Stored items:
▼
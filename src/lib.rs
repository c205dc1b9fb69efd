#[allow(non_snake_case)]
pub mod Backend;
#[allow(non_snake_case)]
pub mod Converters;
#[allow(non_snake_case)]
pub mod Molecule;
#[allow(non_snake_case)]
pub mod Recipes;
#[allow(non_snake_case)]
pub mod Utils;
pub mod cli;
pub mod settings;
//! Molar concentration conversion through mol/L. Units differ by powers of 1000.
use super::formatting::format_concentration;
use super::unit_converter::{ConversionError, UnitConverter};
use std::str::FromStr;

#[derive(Debug, Clone, Copy, PartialEq, Eq, Hash)]
pub enum ConcentrationUnit {
    Molar,
    Millimolar,
    Micromolar,
    Nanomolar,
}

impl ConcentrationUnit {
    pub const ALL: [ConcentrationUnit; 4] = [
        ConcentrationUnit::Molar,
        ConcentrationUnit::Millimolar,
        ConcentrationUnit::Micromolar,
        ConcentrationUnit::Nanomolar,
    ];

    /// mol/L per unit
    pub fn factor(&self) -> f64 {
        match self {
            ConcentrationUnit::Molar => 1.0,
            ConcentrationUnit::Millimolar => 1e-3,
            ConcentrationUnit::Micromolar => 1e-6,
            ConcentrationUnit::Nanomolar => 1e-9,
        }
    }

    pub fn symbol(&self) -> &'static str {
        match self {
            ConcentrationUnit::Molar => "M",
            ConcentrationUnit::Millimolar => "mM",
            ConcentrationUnit::Micromolar => "μM",
            ConcentrationUnit::Nanomolar => "nM",
        }
    }
}

impl FromStr for ConcentrationUnit {
    type Err = ConversionError;

    fn from_str(s: &str) -> Result<Self, Self::Err> {
        match s.trim() {
            "M" | "mol/L" | "mol/l" | "molar" => Ok(ConcentrationUnit::Molar),
            "mM" | "mmol/L" | "mmol/l" | "millimolar" => Ok(ConcentrationUnit::Millimolar),
            "μM" | "µM" | "uM" | "umol/L" | "micromolar" => Ok(ConcentrationUnit::Micromolar),
            "nM" | "nmol/L" | "nanomolar" => Ok(ConcentrationUnit::Nanomolar),
            _ => Err(ConversionError::UnknownUnit(s.to_string())),
        }
    }
}

pub fn convert_concentration(value: f64, from: ConcentrationUnit, to: ConcentrationUnit) -> f64 {
    value * from.factor() / to.factor()
}

#[derive(Debug, Clone, Copy, PartialEq, Default)]
pub struct ConcentrationConverter;

impl UnitConverter for ConcentrationConverter {
    fn quantity_name(&self) -> &'static str {
        "concentration"
    }

    fn unit_symbols(&self) -> Vec<&'static str> {
        ConcentrationUnit::ALL.iter().map(|u| u.symbol()).collect()
    }

    fn convert_value(&self, value: f64, from: &str, to: &str) -> Result<f64, ConversionError> {
        let from: ConcentrationUnit = from.parse()?;
        let to: ConcentrationUnit = to.parse()?;
        Ok(convert_concentration(value, from, to))
    }

    fn format_value(&self, value: f64) -> String {
        format_concentration(value)
    }
}
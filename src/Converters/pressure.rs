//! Pressure conversion through Pascal: `value × factor(from) / factor(to)`.
use super::formatting::format_pressure;
use super::unit_converter::{ConversionError, UnitConverter};
use std::str::FromStr;

#[derive(Debug, Clone, Copy, PartialEq, Eq, Hash)]
pub enum PressureUnit {
    Pascal,
    Kilopascal,
    Megapascal,
    Bar,
    Millibar,
    Atmosphere,
    Torr,
    Psi,
}

impl PressureUnit {
    pub const ALL: [PressureUnit; 8] = [
        PressureUnit::Pascal,
        PressureUnit::Kilopascal,
        PressureUnit::Megapascal,
        PressureUnit::Bar,
        PressureUnit::Millibar,
        PressureUnit::Atmosphere,
        PressureUnit::Torr,
        PressureUnit::Psi,
    ];

    /// Pa per unit
    pub fn factor(&self) -> f64 {
        match self {
            PressureUnit::Pascal => 1.0,
            PressureUnit::Kilopascal => 1e3,
            PressureUnit::Megapascal => 1e6,
            PressureUnit::Bar => 1e5,
            PressureUnit::Millibar => 100.0,
            PressureUnit::Atmosphere => 101325.0,
            PressureUnit::Torr => 133.322,
            PressureUnit::Psi => 6894.76,
        }
    }

    pub fn symbol(&self) -> &'static str {
        match self {
            PressureUnit::Pascal => "Pa",
            PressureUnit::Kilopascal => "kPa",
            PressureUnit::Megapascal => "MPa",
            PressureUnit::Bar => "bar",
            PressureUnit::Millibar => "mbar",
            PressureUnit::Atmosphere => "atm",
            PressureUnit::Torr => "Torr",
            PressureUnit::Psi => "psi",
        }
    }
}

impl FromStr for PressureUnit {
    type Err = ConversionError;

    fn from_str(s: &str) -> Result<Self, Self::Err> {
        // "MPa" and "mPa" differ only in case, so mega is matched before lowercasing
        if s.trim() == "MPa" {
            return Ok(PressureUnit::Megapascal);
        }
        match s.trim().to_lowercase().as_str() {
            "pa" | "pascal" => Ok(PressureUnit::Pascal),
            "kpa" | "kilopascal" => Ok(PressureUnit::Kilopascal),
            "megapascal" => Ok(PressureUnit::Megapascal),
            "bar" => Ok(PressureUnit::Bar),
            "mbar" | "millibar" => Ok(PressureUnit::Millibar),
            "atm" | "atmosphere" => Ok(PressureUnit::Atmosphere),
            "torr" | "mmhg" => Ok(PressureUnit::Torr),
            "psi" => Ok(PressureUnit::Psi),
            _ => Err(ConversionError::UnknownUnit(s.to_string())),
        }
    }
}

pub fn convert_pressure(value: f64, from: PressureUnit, to: PressureUnit) -> f64 {
    value * from.factor() / to.factor()
}

#[derive(Debug, Clone, Copy, PartialEq, Default)]
pub struct PressureConverter;

impl UnitConverter for PressureConverter {
    fn quantity_name(&self) -> &'static str {
        "pressure"
    }

    fn unit_symbols(&self) -> Vec<&'static str> {
        PressureUnit::ALL.iter().map(|u| u.symbol()).collect()
    }

    fn convert_value(&self, value: f64, from: &str, to: &str) -> Result<f64, ConversionError> {
        let from: PressureUnit = from.parse()?;
        let to: PressureUnit = to.parse()?;
        Ok(convert_pressure(value, from, to))
    }

    fn format_value(&self, value: f64) -> String {
        format_pressure(value)
    }
}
▲
§ Problem to work on: Repeat each record verbatim.

§ Written reply:
filename src/lib.rs
repository c205dc1b9fb69efd
#[allow(non_snake_case)]
pub mod Backend;
#[allow(non_snake_case)]
pub mod Converters;
#[allow(non_snake_case)]
pub mod Molecule;
#[allow(non_snake_case)]
pub mod Recipes;
#[allow(non_snake_case)]
pub mod Utils;
pub mod cli;
pub mod settings;
//! Molar concentration conversion through mol/L. Units differ by powers of 1000.
use super::formatting::format_concentration;
use super::unit_converter::{ConversionError, UnitConverter};
use std::str::FromStr;

#[derive(Debug, Clone, Copy, PartialEq, Eq, Hash)]
pub enum ConcentrationUnit {
    Molar,
    Millimolar,
    Micromolar,
    Nanomolar,
}

impl ConcentrationUnit {
    pub const ALL: [ConcentrationUnit; 4] = [
        ConcentrationUnit::Molar,
        ConcentrationUnit::Millimolar,
        ConcentrationUnit::Micromolar,
        ConcentrationUnit::Nanomolar,
    ];

    /// mol/L per unit
    pub fn factor(&self) -> f64 {
        match self {
            ConcentrationUnit::Molar => 1.0,
            ConcentrationUnit::Millimolar => 1e-3,
            ConcentrationUnit::Micromolar => 1e-6,
            ConcentrationUnit::Nanomolar => 1e-9,
        }
    }

    pub fn symbol(&self) -> &'static str {
        match self {
            ConcentrationUnit::Molar => "M",
            ConcentrationUnit::Millimolar => "mM",
            ConcentrationUnit::Micromolar => "μM",
            ConcentrationUnit::Nanomolar => "nM",
        }
    }
}

impl FromStr for ConcentrationUnit {
    type Err = ConversionError;

    fn from_str(s: &str) -> Result<Self, Self::Err> {
        match s.trim() {
            "M" | "mol/L" | "mol/l" | "molar" => Ok(ConcentrationUnit::Molar),
            "mM" | "mmol/L" | "mmol/l" | "millimolar" => Ok(ConcentrationUnit::Millimolar),
            "μM" | "µM" | "uM" | "umol/L" | "micromolar" => Ok(ConcentrationUnit::Micromolar),
            "nM" | "nmol/L" | "nanomolar" => Ok(ConcentrationUnit::Nanomolar),
            _ => Err(ConversionError::UnknownUnit(s.to_string())),
        }
    }
}

pub fn convert_concentration(value: f64, from: ConcentrationUnit, to: ConcentrationUnit) -> f64 {
    value * from.factor() / to.factor()
}

#[derive(Debug, Clone, Copy, PartialEq, Default)]
pub struct ConcentrationConverter;

impl UnitConverter for ConcentrationConverter {
    fn quantity_name(&self) -> &'static str {
        "concentration"
    }

    fn unit_symbols(&self) -> Vec<&'static str> {
        ConcentrationUnit::ALL.iter().map(|u| u.symbol()).collect()
    }

    fn convert_value(&self, value: f64, from: &str, to: &str) -> Result<f64, ConversionError> {
        let from: ConcentrationUnit = from.parse()?;
        let to: ConcentrationUnit = to.parse()?;
        Ok(convert_concentration(value, from, to))
    }

    fn format_value(&self, value: f64) -> String {
        format_concentration(value)
    }
}
filename src/Converters/pressure.rs
//! Pressure conversion through Pascal: `value × factor(from) / factor(to)`.
use super::formatting::format_pressure;
use super::unit_converter::{ConversionError, UnitConverter};
use std::str::FromStr;

#[derive(Debug, Clone, Copy, PartialEq, Eq, Hash)]
pub enum PressureUnit {
    Pascal,
    Kilopascal,
    Megapascal,
    Bar,
    Millibar,
    Atmosphere,
    Torr,
    Psi,
}

impl PressureUnit {
    pub const ALL: [PressureUnit; 8] = [
        PressureUnit::Pascal,
        PressureUnit::Kilopascal,
        PressureUnit::Megapascal,
        PressureUnit::Bar,
        PressureUnit::Millibar,
        PressureUnit::Atmosphere,
        PressureUnit::Torr,
        PressureUnit::Psi,
    ];

    /// Pa per unit
    pub fn factor(&self) -> f64 {
        match self {
            PressureUnit::Pascal => 1.0,
            PressureUnit::Kilopascal => 1e3,
            PressureUnit::Megapascal => 1e6,
            PressureUnit::Bar => 1e5,
            PressureUnit::Millibar => 100.0,
            PressureUnit::Atmosphere => 101325.0,
            PressureUnit::Torr => 133.322,
            PressureUnit::Psi => 6894.76,
        }
    }

    pub fn symbol(&self) -> &'static str {
        match self {
            PressureUnit::Pascal => "Pa",
            PressureUnit::Kilopascal => "kPa",
            PressureUnit::Megapascal => "MPa",
            PressureUnit::Bar => "bar",
            PressureUnit::Millibar => "mbar",
            PressureUnit::Atmosphere => "atm",
            PressureUnit::Torr => "Torr",
            PressureUnit::Psi => "psi",
        }
    }
}

impl FromStr for PressureUnit {
    type Err = ConversionError;

    fn from_str(s: &str) -> Result<Self, Self::Err> {
        // "MPa" and "mPa" differ only in case, so mega is matched before lowercasing
        if s.trim() == "MPa" {
            return Ok(PressureUnit::Megapascal);
        }
        match s.trim().to_lowercase().as_str() {
            "pa" | "pascal" => Ok(PressureUnit::Pascal),
            "kpa" | "kilopascal" => Ok(PressureUnit::Kilopascal),
            "megapascal" => Ok(PressureUnit::Megapascal),
            "bar" => Ok(PressureUnit::Bar),
            "mbar" | "millibar" => Ok(PressureUnit::Millibar),
            "atm" | "atmosphere" => Ok(PressureUnit::Atmosphere),
            "torr" | "mmhg" => Ok(PressureUnit::Torr),
            "psi" => Ok(PressureUnit::Psi),
            _ => Err(ConversionError::UnknownUnit(s.to_string())),
        }
    }
}

pub fn convert_pressure(value: f64, from: PressureUnit, to: PressureUnit) -> f64 {
    value * from.factor() / to.factor()
}

#[derive(Debug, Clone, Copy, PartialEq, Default)]
pub struct PressureConverter;

impl UnitConverter for PressureConverter {
    fn quantity_name(&self) -> &'static str {
        "pressure"
    }

    fn unit_symbols(&self) -> Vec<&'static str> {
        PressureUnit::ALL.iter().map(|u| u.symbol()).collect()
    }

    fn convert_value(&self, value: f64, from: &str, to: &str) -> Result<f64, ConversionError> {
        let from: PressureUnit = from.parse()?;
        let to: PressureUnit = to.parse()?;
        Ok(convert_pressure(value, from, to))
    }

    fn format_value(&self, value: f64) -> String {
        format_pressure(value)
    }
}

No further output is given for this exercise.